The image to the left is the History Navigator desktop application that displays Wikidata historical information textually and geographically using the Bing Maps API.
The program permits the user to select :
a topic (defining a set of historical entities (people, groups, etc.), events or movements,
a timeframe, and
a region for analysis and geographical display.
The HistoryNavigator program is currently a desktop application written in C# (.Net Windows Presentation Foundation), but I hope to migrate it to a web solution. However, the desktop environment provides a lot of benefits (I am old fashioned).

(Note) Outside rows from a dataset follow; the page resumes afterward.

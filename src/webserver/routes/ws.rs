/// Live dashboard WebSocket endpoint
///
/// A full registry is refused with a plain HTTP error before the handshake.
/// The subscriber itself is only registered once the socket is open, so an
/// upgrade that never completes holds no session.
use axum::{
    extract::{
        ws::{rejection::WebSocketUpgradeRejection, WebSocketUpgrade},
        State,
    },
    http::StatusCode,
    response::{IntoResponse, Response},
};
use futures::StreamExt;
use std::sync::Arc;

use crate::webserver::{state::AppState, utils::error_response, ws::connection};

/// GET /ws/dashboard
pub async fn dashboard_ws(
    State(state): State<Arc<AppState>>,
    ws: Result<WebSocketUpgrade, WebSocketUpgradeRejection>,
) -> Response {
    if let Err(e) = state.registry.check_capacity().await {
        return error_response(
            StatusCode::SERVICE_UNAVAILABLE,
            "session_limit",
            &e.to_string(),
        );
    }

    let ws = match ws {
        Ok(ws) => ws,
        Err(rejection) => return rejection.into_response(),
    };

    ws.on_upgrade(move |socket| {
        let (ws_tx, ws_rx) = socket.split();
        connection::handle_connection(ws_tx, ws_rx, state)
    })
}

The program permits the user to select :
a topic (defining a set of historical entities (people, groups, etc.), events or movements,
a timeframe, and
a region for analysis and geographical display.
The HistoryNavigator program is currently a desktop application written in C# (.Net Windows Presentation Foundation), but I hope to migrate it to a web solution. However, the desktop environment provides a lot of benefits (I am old fashioned).

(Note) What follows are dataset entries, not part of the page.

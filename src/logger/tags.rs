/// Log tags identify which component produced a line
///
/// The debug key of a tag is what `--debug`, `--verbose-tags` and
/// `--log-tags` accept.
#[derive(Debug, Clone, Copy, PartialEq, Eq, Hash)]
pub enum LogTag {
    System,
    Config,
    Rpc,
    Aggregator,
    Cache,
    Broadcast,
    Webserver,
}

impl LogTag {
    /// Key used for command-line flags and tag filtering
    pub fn to_debug_key(&self) -> String {
        match self {
            LogTag::System => "system",
            LogTag::Config => "config",
            LogTag::Rpc => "rpc",
            LogTag::Aggregator => "aggregator",
            LogTag::Cache => "cache",
            LogTag::Broadcast => "broadcast",
            LogTag::Webserver => "webserver",
        }
        .to_string()
    }

    pub fn from_debug_key(key: &str) -> Option<LogTag> {
        let key = key.trim().to_lowercase();
        LogTag::all()
            .iter()
            .copied()
            .find(|tag| tag.to_debug_key() == key)
    }

    /// Upper-case label used in console and file output
    pub fn to_plain_string(&self) -> &'static str {
        match self {
            LogTag::System => "SYSTEM",
            LogTag::Config => "CONFIG",
            LogTag::Rpc => "RPC",
            LogTag::Aggregator => "AGGREGATE",
            LogTag::Cache => "CACHE",
            LogTag::Broadcast => "BROADCAST",
            LogTag::Webserver => "WEBSERVER",
        }
    }

    pub fn all() -> &'static [LogTag] {
        &[
            LogTag::System,
            LogTag::Config,
            LogTag::Rpc,
            LogTag::Aggregator,
            LogTag::Cache,
            LogTag::Broadcast,
            LogTag::Webserver,
        ]
    }
}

HistoryNavigator Screenshots: The screen shots in the slide show below are showing the first set of extracts from Wikidata, capturing all Philosophers and Scientists, based on the Occupation property.
How this was done: I downloaded the Wikidata dump of 4/27/15, which was around 4 gigabytes compressed, and uncompressed became a giant 44 gigabyte JSON file, consisting of 17 million or so items each expressed as a JSON element, one per line for ease of processing. Wikidata items are statements about the item, which is identified by a Q-number (For instance, Stephen Dodson Ramseur, a Civil War general, is Q2339228, accessible at www.wikidata.org/wiki/Q2339228 or to get the JSON format, https://www.wikidata.org/wiki/Special:EntityData/Q2339228.json), and various statements can be made about that item. Statements are Claims consisting of a property (for instance, P106 is "has the occupation of") and a Q-numbered object to which the property applies. A custom program ReadWikiData (borrowing code from a very nice C# program tool https://github.com/ValterVB/VBot) processes this dump file to extract data based on the criteria desired. Additionally, Wikidata may be accessed online, mainly via a URL wdq.wmflabs.org/api?q=... followed by a query.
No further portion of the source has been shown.